К началу 1980-x гг. в высшей номенклатуре достигает критического уровня осознание необходимости наконец заняться поиском активных мер в ответ на дилеммы, возникшие в период хрущевской оттепели и затем после 1968 г. отложенные более чем на десятилетие. Предстоял гигантский демонтаж давно выработавшей свой ресурс диктатуры военно-индустриального развития начиная с ее превратившихся в ритуальную пустышку идеологических структур и окостеневшего командно-бюрократического аппарата. Демонтаж предполагал достижение двух предварительных условий. Во-первых, ослабления идеологизированного геополитического давления извне ценой даже одностороннего выхода из «холодной войны» одновременно с активным навязыванием Западу новой разрядки международной напряженности. Заметим, что сравнения советской перестройки с рыночными реформами в Китае, как правило, совершенно упускают из виду кардинальную разницу в геополитическом контексте.
Вторым условием было преодоления внутри СССР общественной апатии, возникшей в предшествующие годы из-за сжатия каналов вертикальной мобильности и консервативного подавления автономных возможностей для творческо-символической и экономической самореализации прежде всего в средних слоях образованных специалистов. Здесь обнаруживается второе кардинальное отличие СССР от Китая. Стартовой социальной базой рыночных реформ в Китае все еще могло выступать крестьянство, подконтрольное местному начальству. Эти две наиболее массовые категории китайского общества сразу же могли включиться в динамику предпринимательства, затем мощно подпитанную иностранными инвестициями при посредничестве своих же китайских капиталистов из диаспоры, искавших дешевой и послушной рабочей силы. Рыночные реформы в КНР опирались таким образом на широкий социальный блок крестьянства, бюрократии и капиталистов-соотечественников и-за рубежа. В индустриально переразвитом СССР, напротив, переход к рыночному динамизму мог быть достигнут лишь с радикальным, т. е. неминуемо конфликтным, изменением внутренних механизмов контроля крупных предприятий. Это означало бы институционализацию в какой-то оставшейся неясной форме конфликта классовых интересов между основными эшелонами номенклатуры и низведенными до пролетарского положения специалистами, претендующими на более высокую оплату своего труда и статус профессиональных технократов, современных независимых ремесленников и изобретательных предпринимателей. Со второй после хрущевской попытки высшее советское руководство все-таки решилось на эксперимент с «высвобождением творческой энергии масс» в основном против собственного властного аппарата. Решительность советского руководства, очевидно, объясняется их безусловной верой в фундаментальную прочность советского государства (что не вызывало реального сомнения даже у его противников и серьезных западных исследователей), а также существенным просчетом в определении расстояния до конечной цели, которая виделась в оптимистическом тумане как некое подобие социал-демократии североевропейского образца.

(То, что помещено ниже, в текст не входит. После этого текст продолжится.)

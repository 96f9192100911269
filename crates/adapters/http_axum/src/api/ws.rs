//! WebSocket channel: pushes every broadcast state and accepts commands.
//!
//! Outgoing frames are `{"result":"ok","state":...}`. Incoming frames are
//! `{"command":"toggle"}` or `{"command":"state"}`; unknown commands are
//! ignored and a frame that is not valid JSON ends the session.

use std::sync::Arc;

use axum::extract::State;
use axum::extract::ws::{Message, WebSocket, WebSocketUpgrade};
use axum::response::Response;
use serde::Deserialize;

use garagedoor_app::controller::DoorController;
use garagedoor_app::ports::{ChannelListener, DoorAdapter};
use garagedoor_domain::door_state::DoorState;

use super::StateResponse;
use crate::state::AppState;

/// Incoming command frame.
#[derive(Debug, Deserialize)]
pub struct CommandMessage {
    pub command: String,
}

/// `GET /ws` — upgrade to a WebSocket session.
pub async fn upgrade<A>(State(state): State<AppState<A>>, ws: WebSocketUpgrade) -> Response
where
    A: DoorAdapter + 'static,
{
    ws.on_upgrade(move |socket| session(state.controller, socket))
}

async fn session<A>(controller: Arc<DoorController<A>>, mut socket: WebSocket)
where
    A: DoorAdapter + 'static,
{
    let (listener, mut states) = ChannelListener::channel();
    let id = controller.add_state_listener(listener);
    tracing::info!(%id, "websocket client connected");

    loop {
        tokio::select! {
            incoming = socket.recv() => {
                let message = match incoming {
                    Some(Ok(message)) => message,
                    Some(Err(err)) => {
                        tracing::warn!(%id, error = %err, "websocket receive failed");
                        break;
                    }
                    None => break,
                };
                match message {
                    Message::Text(text) => {
                        if !dispatch(&controller, text.as_str()).await {
                            break;
                        }
                    }
                    Message::Close(_) => break,
                    _ => {}
                }
            }
            Some(state) = states.recv() => {
                if let Err(err) = push_state(&mut socket, state).await {
                    tracing::warn!(%id, error = %err, "websocket send failed");
                    break;
                }
            }
        }
    }

    controller.remove_state_listener(id);
    let _ = socket.send(Message::Close(None)).await;
    tracing::info!(%id, "websocket client disconnected");
}

async fn push_state(socket: &mut WebSocket, state: DoorState) -> Result<(), axum::Error> {
    let json = serde_json::to_string(&StateResponse::ok(state)).map_err(axum::Error::new)?;
    socket.send(Message::Text(json.into())).await
}

/// Run one incoming frame. Returns `false` when the session must end.
async fn dispatch<A>(controller: &DoorController<A>, text: &str) -> bool
where
    A: DoorAdapter + 'static,
{
    let message: CommandMessage = match serde_json::from_str(text) {
        Ok(message) => message,
        Err(err) => {
            tracing::error!(error = %err, "malformed websocket message, closing");
            return false;
        }
    };

    let result = match message.command.as_str() {
        "toggle" => controller.request_toggle().await,
        "state" => controller.request_state().await,
        other => {
            tracing::warn!(command = other, "unknown websocket command");
            return true;
        }
    };
    if let Err(err) = result {
        tracing::warn!(command = %message.command, error = %err, "websocket command rejected");
    }
    true
}

#[cfg(test)]
mod tests {
    use super::*;
    use garagedoor_adapter_virtual::VirtualDoor;
    use garagedoor_app::controller::ControllerConfig;
    use std::time::Duration;

    fn controller() -> DoorController<VirtualDoor> {
        DoorController::with_config(
            VirtualDoor::default(),
            ControllerConfig {
                poll_interval: Duration::from_millis(5),
                settle_delay: Duration::from_millis(5),
                queue_capacity: 10,
            },
        )
    }

    #[tokio::test]
    async fn should_end_session_on_malformed_json() {
        let controller = controller();
        assert!(!dispatch(&controller, "{not json").await);
    }

    #[tokio::test]
    async fn should_keep_session_on_unknown_command() {
        let controller = controller();
        assert!(dispatch(&controller, r#"{"command":"open_sesame"}"#).await);
    }

    #[tokio::test]
    async fn should_keep_session_when_controller_stopped() {
        let controller = controller();
        assert!(dispatch(&controller, r#"{"command":"toggle"}"#).await);
    }

    #[tokio::test]
    async fn should_toggle_door_from_command() {
        let controller = controller();
        controller.start().await.unwrap();
        assert!(controller.wait_ready(Duration::from_secs(2)).await);

        assert!(dispatch(&controller, r#"{"command":"toggle"}"#).await);
        tokio::time::timeout(Duration::from_secs(2), async {
            while controller.state() != DoorState::Open {
                tokio::time::sleep(Duration::from_millis(5)).await;
            }
        })
        .await
        .unwrap();
        controller.stop().await;
    }
}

Пришедший весной 1985 г. к власти Михаил Горбачев представлял фракцию прогрессивных реформаторов, в основном сосредоточенных в ответственных за осуществление сверхдержавных функций структурах – министерстве иностранных дел, разведывательном управлении КГБ, передовой науке, производстве вооружений, а также в руководстве капиталоемких отраслей гражданской промышленности. Реформисты стремились рационализировать управление государством и экономикой, особенно в областях, где централизованное планирование работало с понижающейся отдачей: таких как технологические инновации или же гибкое диверсифицированное производство потребительских товаров и качественных продуктов питания. Сопутствующими проблемами были (варьировавшаяся по отраслям и регионам) коррумпированность бюрократии и другие способы поиска рентных доходов от служебного положения, а также закрытые от внешних взоров практики госаппарата среднего звена, управлявшего территориально-административными образованиями и отраслями экономики СССР. Оба этих явления в эпоху брежневского застоя стали негласно терпимыми нормами бюрократического поведения. На уровне геополитики горбачевская фракция пыталась сократить расходы на гонку вооружений с Соединенными Штатами и найти пути к примирению с Китаем на уязвимом азиатском фланге, а также рационализировать структуру отношений с восточноевропейскими соцстранами и растущим числом получателей помощи в Третьем мире.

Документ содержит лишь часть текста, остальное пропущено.